Prominenter Priester und Kirchenkritiker in Russland erstochen

Moskau (dpa) - Der bekannte russisch-orthodoxe Priester und Kirchenkritiker Pawel Adelgejm (75) ist in der Großstadt Pskow im Nordwesten Russlands von einem 27-Jährigen erstochen worden.

Das Motiv des Mannes, der nach der Tat gefasst wurde, sei unklar, sagte ein Polizeisprecher in dem Ort rund 700 Kilometer von Moskau entfernt am Dienstag der Agentur Interfax zufolge. Adelgejm hatte unter anderem den Prozess gegen die Frauen-Punkband Pussy Riot scharf kritisiert und sich damit gegen die eigene Kirchenführung gestellt.

Er rief zudem die Gläubigen auf, homosexuelle Partnerschaften zu tolerieren statt zu bekämpfen. „Die russisch-orthodoxe Kirche lässt solche Ehen zwar nicht zu, aber rechtlich gesehen darf der Staat die Basis dafür schaffen“, hatte Adelgejm betont.
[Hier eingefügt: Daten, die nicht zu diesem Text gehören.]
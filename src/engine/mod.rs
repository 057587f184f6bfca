// Routing Engine
// Resolution, planning, delivery and tracking for routed events

//! # Routing Engine Module
//!
//! This module contains the engines that turn routing configuration into
//! deliveries. The domain models (in `models/`) say *what* a rule means; the
//! engine decides *when* and *how* it is applied.
//!
//! ## Architecture Overview
//!
//! ```text
//! IntegrationRouter
//!   ├── InboundResolver ── RuleCatalog
//!   ├── OutboundPlanner ── RuleCatalog
//!   ├── Dispatcher ─────── DeliveryGate ── Connector
//!   └── TrackingRecorder ─ TrackingStore
//! ```
//!
//! ## Engine Components
//!
//! ### Catalog (`catalog` module)
//! - Read interface over inbound/outbound rules, endpoints, entities and webhooks
//! - In-memory implementation with version-series publishing
//! - TTL cache decorator for any catalog
//!
//! ### Inbound Resolver (`inbound` module)
//! - Picks the rule that owns an observed event
//! - Applies conditional entity/action re-routing
//!
//! ### Outbound Planner (`outbound` module)
//! - Filters outbound rules by their conditions
//! - Orders destinations into dependency waves, rejecting cycles
//!
//! ### Delivery Gate (`gate` module)
//! - Circuit breaker, rate limiter, retry decision and concurrency slots per endpoint
//!
//! ### Dispatcher (`dispatcher` module)
//! - Executes waves with barriers, retries and cancellation
//!
//! ### Tracking (`tracking` module)
//! - Atomic append of pipeline steps into a per-correlation aggregate
//!
//! ### Router (`router` module)
//! - End-to-end flow from received event to terminal status and webhooks
//!
//! ## Rust Learning Notes:
//!
//! ### Module Organization Pattern
//! This is a common Rust pattern for organizing large modules:
//! 1. Create a directory with the module name (`engine/`)
//! 2. Add a `mod.rs` file as the module root
//! 3. Declare submodules in `mod.rs`
//! 4. Re-export important types for clean API
//!
//! ### Test-only Modules
//! `#[cfg(test)] mod testing;` compiles shared test doubles only for
//! `cargo test`, so they never ship in the library.

/// Routing configuration lookups
pub mod catalog;

/// Collaborator traits: transport, transformation, webhooks
pub mod connector;

/// Inbound rule selection and re-routing
pub mod inbound;

/// Outbound dispatch planning
pub mod outbound;

/// Per-endpoint breaker, limiter and retry policy
pub mod gate;

/// Wave execution of dispatch plans
pub mod dispatcher;

/// Tracking aggregate recorder and stores
pub mod tracking;

/// End-to-end event routing
pub mod router;

#[cfg(test)]
mod testing;

#[cfg(test)]
mod router_tests;

pub use catalog::{CachedCatalog, CatalogSnapshot, InMemoryCatalog, RuleCatalog};
pub use connector::{Connector, IdentityTransformer, PayloadTransformer, WebhookNotifier};
pub use dispatcher::{DispatchReport, Dispatcher, UnitOutcome};
pub use gate::{
    Admission, BreakerStatus, Clock, DeliveryGate, GateStateStore, InMemoryGateStore,
    ManualClock, SystemClock,
};
pub use inbound::{InboundResolution, InboundResolver, ResolvedRoute};
pub use outbound::{build_plan, DispatchPlan, DispatchUnit, OutboundPlanner, SkipReason};
pub use router::{IntegrationRouter, IntegrationRouterBuilder, RoutingOutcome};
pub use tracking::{InMemoryTrackingStore, TrackingRecorder, TrackingStore};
Mit der Politik des als kremlnah geltenden Patriarchen Kirill sei er „nicht einverstanden“. Adelgejm saß in der Sowjetzeit als Dissident auch in Haft.

Der prominente Geistliche Andrej Kurajew bezeichnete den Tod Adelgejms als schweren Verlust für die russisch-orthodoxe Kirche. „Er war der letzte freie Priester des Moskauer Patriarchats“, sagte Erzdiakon Kurajew, der ebenfalls als interner Kirchenkritiker gilt.

Der tatverdächtige Mann hatte sich kurz vor der Festnahme mit Messerstichen selbst schwer verletzt. Er schwebte in Lebensgefahr.